In the classroom, Ferreri teaches Entrepreneurial Pharmacy Practice, a course targeted to students interested in community pharmacy. The course provides an overview of the management, marketing, and financial skills needed to own and operate an independent pharmacy.
Ferreri is also director of the Community Pharmacy Residency Program. Each year she guides four residents as they work in community pharmacy sites throughout the state. Ferreri says she enjoys seeing the residents grow into their roles as community pharmacists and enjoys being part of their maturation process.

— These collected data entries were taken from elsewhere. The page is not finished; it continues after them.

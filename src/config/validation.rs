//! Config validation: unknown-key detection with Levenshtein suggestions
//! and plausibility range checks.
//!
//! Two-pass parse approach: first deserialize raw TOML into `toml::Value`,
//! walk the key tree, compare against known field names, and emit warnings
//! with "did you mean?" suggestions. Then proceed with normal serde
//! deserialization. Unknown keys never break a config.

use std::collections::HashSet;

use super::defaults;

/// A non-fatal config warning (typo, suspicious value).
#[derive(Debug, Clone)]
pub struct ValidationWarning {
    pub field: String,
    pub message: String,
    pub suggestion: Option<String>,
}

impl std::fmt::Display for ValidationWarning {
    fn fmt(&self, f: &mut std::fmt::Formatter<'_>) -> std::fmt::Result {
        write!(f, "{}", self.message)?;
        if let Some(ref s) = self.suggestion {
            write!(f, " (did you mean '{s}'?)")?;
        }
        Ok(())
    }
}

// ============================================================================
// Known Config Keys
// ============================================================================

/// Returns the complete set of valid dotted key paths for `SynthConfig`.
///
/// Kept in step with the structs in synth_config.rs by hand.
pub fn known_config_keys() -> HashSet<&'static str> {
    let keys: &[&str] = &[
        // [waveform]
        "waveform",
        "waveform.sample_rate_hz",
        "waveform.window_duration_s",
        "waveform.gravity",
        // [dataset]
        "dataset",
        "dataset.preset",
        "dataset.seed",
        // [output]
        "output",
        "output.path",
        "output.format",
    ];
    keys.iter().copied().collect()
}

// ============================================================================
// TOML Key Walking
// ============================================================================

/// Recursively walks a `toml::Value` tree and collects all dotted key paths.
///
/// For example, a table `{ a = { b = 1, c = 2 } }` yields:
/// `["a", "a.b", "a.c"]`
pub fn walk_toml_keys(value: &toml::Value, prefix: &str) -> Vec<String> {
    let mut keys = Vec::new();
    if let Some(table) = value.as_table() {
        for (k, v) in table {
            let path = if prefix.is_empty() {
                k.clone()
            } else {
                format!("{prefix}.{k}")
            };
            keys.push(path.clone());
            if v.is_table() {
                keys.extend(walk_toml_keys(v, &path));
            }
        }
    }
    keys
}

// ============================================================================
// Levenshtein Distance
// ============================================================================

fn levenshtein(a: &str, b: &str) -> usize {
    let b_chars: Vec<char> = b.chars().collect();
    if a.is_empty() {
        return b_chars.len();
    }
    if b_chars.is_empty() {
        return a.chars().count();
    }

    let mut prev: Vec<usize> = (0..=b_chars.len()).collect();
    let mut curr = vec![0; b_chars.len() + 1];

    for (i, ca) in a.chars().enumerate() {
        curr[0] = i + 1;
        for (j, &cb) in b_chars.iter().enumerate() {
            let cost = usize::from(ca != cb);
            curr[j + 1] = (prev[j + 1] + 1).min(curr[j] + 1).min(prev[j] + cost);
        }
        std::mem::swap(&mut prev, &mut curr);
    }

    prev[b_chars.len()]
}

/// Suggest the closest known key for an unknown key, if within edit distance 3.
///
/// Ties go to the lexicographically smaller key so the suggestion is stable.
pub fn suggest_correction(unknown: &str, known: &HashSet<&str>) -> Option<String> {
    known
        .iter()
        .map(|&k| (levenshtein(unknown, k), k))
        .filter(|(dist, _)| *dist <= 3)
        .min()
        .map(|(_, k)| k.to_string())
}

// ============================================================================
// Unknown Key Validation (entry point)
// ============================================================================

/// Parse a raw TOML string and return warnings for any unknown config keys.
pub fn validate_unknown_keys(raw_toml: &str) -> Vec<ValidationWarning> {
    let value: toml::Value = match raw_toml.parse() {
        Ok(v) => v,
        Err(_) => return Vec::new(), // serde reports the parse error later
    };

    let known = known_config_keys();
    walk_toml_keys(&value, "")
        .into_iter()
        .filter(|key| !known.contains(key.as_str()))
        .map(|key| ValidationWarning {
            suggestion: suggest_correction(&key, &known),
            message: format!("Unknown config key '{key}'"),
            field: key,
        })
        .collect()
}

// ============================================================================
// Range Validation
// ============================================================================

/// Plausibility checks on a parsed config.
///
/// Returns (errors, warnings). Hard limits (positivity, finiteness) are
/// enforced by `WaveformParams::validate`; this only flags values that are
/// legal but unlike any real IMU.
pub fn validate_physical_ranges(
    config: &super::SynthConfig,
) -> (Vec<String>, Vec<ValidationWarning>) {
    let errors = Vec::new();
    let mut warnings = Vec::new();

    let w = &config.waveform;
    let (lo, hi) = defaults::TYPICAL_SAMPLE_RATE_HZ;
    if w.sample_rate_hz.is_finite()
        && w.sample_rate_hz > 0.0
        && !(lo..=hi).contains(&w.sample_rate_hz)
    {
        warnings.push(ValidationWarning {
            field: "waveform.sample_rate_hz".to_string(),
            message: format!(
                "sample_rate_hz = {:.1} is outside typical IMU range ({lo:.0}-{hi:.0} Hz)",
                w.sample_rate_hz
            ),
            suggestion: None,
        });
    }

    // Gravity is in g; anything far from 1 g in magnitude is a units mistake
    if w.gravity.is_finite() && !(0.5..=2.0).contains(&w.gravity.abs()) {
        warnings.push(ValidationWarning {
            field: "waveform.gravity".to_string(),
            message: format!(
                "gravity = {:.2} looks wrong, expected about -1.0 g (values are in g, not m/s^2)",
                w.gravity
            ),
            suggestion: None,
        });
    }

    (errors, warnings)
}

// ============================================================================
// Tests
// ============================================================================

She is chair of the School’s Community Pharmacy Advisory Committee, which identifies community pharmacies for collaborations and reviews study ideas and research proposals to implement in community pharmacy settings. Over the last year she also worked with Joan Settlemyer, director of pharmacotherapy at the Charlotte Area Health Education Center, to develop a community pharmacy focus for the Clinical Scholars Program that will allow students in their last year of rotations to focus on the skills needed to operate a community pharmacy. The program currently includes hospitals and ambulatory care assignments.
Ferreri is a co-advisor of the Community Pharmacy Student Interest Group, the school’s chapter of the National Community Pharmacist’s Association, and the Student National Pharmaceutical Association. She is also a co-adviser of the Student Health Action Coalition, a group that brings together students from all of the health affairs schools at UNC to conduct clinics in underserved areas where patients are educated about issues such as blood pressure, diabetes, and medication adherence.
At the state level, Ferreri serves on the board of directors of North Carolina Association of Pharmacy and is a member of the organization’s Educational Council and Residency Committee. Nationally, she is an officer in the American Pharmaceutical Association and is a member of the Clinical Practice Affairs Committee of the American College of Clinical Pharmacy.
Even with her heavy involvement at the university, state, and national levels, Ferreri still devotes one day a week to patients at a practice site at Kerr Drug Health Care Center in Chapel Hill that focuses on issues such as diabetes, hypertension, osteoporosis, immunizations, and medication therapy management.
“I went into pharmacy for patients,” Ferreri says. “I think that sometimes we get put in academic walls and forget there are real people out there who need our help.”